Meet Rowena Paz Norman, the Strategic Planning Manager at Tillamook County Creamery Association (TCCA). In this job search success story, Rowena shares how she transitioned from a career in sales to strategic planning. Through graduate school, experimentation, and a willingness to take risks, Rowena found fulfilling work in strategy and shares valuable advice for job seekers seeking to make a career change.
What do you do for a career?
I am a Strategic Planning Manager who leads company-wide strategic planning and review processes to ensure the organization maximizes its long-term goals and stakeholder impact. I also manage and provide insight into strategic growth and business development initiatives to support long-term ambition and growth. For example, I am part of a team leading our international exploration. Very interesting problems to solve!
Who do you work for?
I work for Tillamook County Creamery Association (TCCA), a farmer-owned co-op founded in 1909 that makes incredible dairy products. My favorite is our Tillamook Mudslide ice cream!

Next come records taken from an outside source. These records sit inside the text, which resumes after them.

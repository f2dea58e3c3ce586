//! Benchmarks for transient simulation runs.

use criterion::{BenchmarkId, Criterion, black_box, criterion_group, criterion_main};
use rlcsim_core::{Circuit, TimeVector};
use rlcsim_solver::postprocess::gradient;
use rlcsim_solver::{SimulationOptions, simulate, simulate_batch};

fn bench_simulate(c: &mut Criterion) {
    let mut group = c.benchmark_group("simulate");
    let options = SimulationOptions::default();

    let cases = [
        ("series_rc", Some(100.0), None, Some(1e-3), "series", 1.0),
        ("series_rlc", Some(10.0), Some(10e-3), Some(10e-6), "series", 50e-3),
        ("parallel_rc", Some(100.0), None, Some(1e-3), "parallel", 1.0),
        ("parallel_rlc", Some(100.0), Some(0.1), Some(1e-4), "parallel", 1.0),
    ];

    for (name, r, l, cap, topology, duration) in cases {
        let circuit = Circuit::from_values(r, l, cap, 10.0, topology).unwrap();
        for samples in [500, 5000] {
            let times = TimeVector::uniform(duration, samples).unwrap();
            group.bench_with_input(BenchmarkId::new(name, samples), &times, |bencher, times| {
                bencher.iter(|| simulate(black_box(&circuit), black_box(times), &options).unwrap());
            });
        }
    }

    group.finish();
}

fn bench_batch(c: &mut Criterion) {
    let mut group = c.benchmark_group("simulate_batch");
    let options = SimulationOptions::default();
    let times = TimeVector::uniform(50e-3, 500).unwrap();

    for count in [8, 64] {
        // Sweep the resistance across under- and over-damped series RLC
        let circuits: Vec<Circuit> = (0..count)
            .map(|i| {
                let r = 1.0 + 100.0 * i as f64 / count as f64;
                Circuit::from_values(Some(r), Some(10e-3), Some(10e-6), 1.0, "series").unwrap()
            })
            .collect();
        group.bench_with_input(BenchmarkId::from_parameter(count), &circuits, |bencher, circuits| {
            bencher.iter(|| simulate_batch(black_box(circuits), &times, &options));
        });
    }

    group.finish();
}

fn bench_gradient(c: &mut Criterion) {
    let mut group = c.benchmark_group("gradient");

    for size in [500, 50_000] {
        let times: Vec<f64> = (0..size).map(|i| (i as f64).powf(1.1)).collect();
        let values: Vec<f64> = times.iter().map(|t| (t * 1e-3).sin()).collect();
        group.bench_with_input(BenchmarkId::from_parameter(size), &size, |bencher, _| {
            bencher.iter(|| gradient(black_box(&values), black_box(&times)));
        });
    }

    group.finish();
}

criterion_group!(benches, bench_simulate, bench_batch, bench_gradient);
criterion_main!(benches);
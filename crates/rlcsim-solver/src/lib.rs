//! Transient solver for series and parallel RLC circuits.
//!
//! This crate provides:
//! - Adaptive Dormand–Prince integration with dense output
//! - State-equation formulations for R, RC, RL and RLC in series or parallel
//! - Finite-difference post-processing of sampled trajectories
//! - Result mappings keyed by physical quantity
//! - Batch runs over independent circuits (optionally parallel)
//!
//! # Example
//!
//! ```
//! use rlcsim_core::{Circuit, TimeVector};
//! use rlcsim_solver::{Quantity, SimulationOptions, simulate};
//!
//! let circuit = Circuit::from_values(Some(100.0), None, Some(1e-3), 10.0, "series")?;
//! let times = TimeVector::uniform(1.0, 500)?;
//! let result = simulate(&circuit, &times, &SimulationOptions::default())?;
//! let vc = result.final_value(Quantity::CapacitorVoltage).unwrap_or_default();
//! assert!((vc - 10.0).abs() < 0.1);
//! # Ok::<(), rlcsim_core::Error>(())
//! ```

pub mod formulation;
pub mod ode;
pub mod options;
pub mod postprocess;
pub mod result;
pub mod simulate;

pub use formulation::Formulation;
pub use ode::{IntegrationStats, StateEquation, Trajectory, integrate};
pub use options::{IntegratorParams, RampParams, SimulationOptions};
pub use result::{Quantity, SimulationResult};
pub use rlcsim_core::{Error, Result};
pub use simulate::{simulate, simulate_batch};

How did you find your job? What resources did you use? What tool or tactic helped the most?
For 13+ years, I was in business development and sales in emerging markets at Google and Feeding America. Even though I “climbed the ladder,” I was unfulfilled and wanted more from my career.
After taking courses at Portland Community College, I decided to return to school full-time and get my MBA at Portland State University with the hope that graduate school would open new opportunities. To make a career change, I experimented through my classes, school projects, internships, and networking. Experimentation helped me discover what I liked or didn’t like and gain new skills.
I also utilized school internships to experiment. While it was scary starting over as an intern (especially at 36 years old!), my internships were transformative experiences. I’m grateful for my internships because they gave me humility, focus on learning, and the ability to experiment with changing careers in a low-stakes way. My internship in strategic planning at TCCA actually resulted in a full-time offer for the work I do today!
How long did it take you to find this job?
Two weeks or two years, depending on how you look at it.
I interviewed and accepted a full-time offer during the last two weeks of my internship. The internship allowed me to show TCCA and its leaders that, though I didn’t have formal strategy experience, I am smart and hard-working. I am grateful that my manager saw my potential, and the success of the internship led to my full-time position.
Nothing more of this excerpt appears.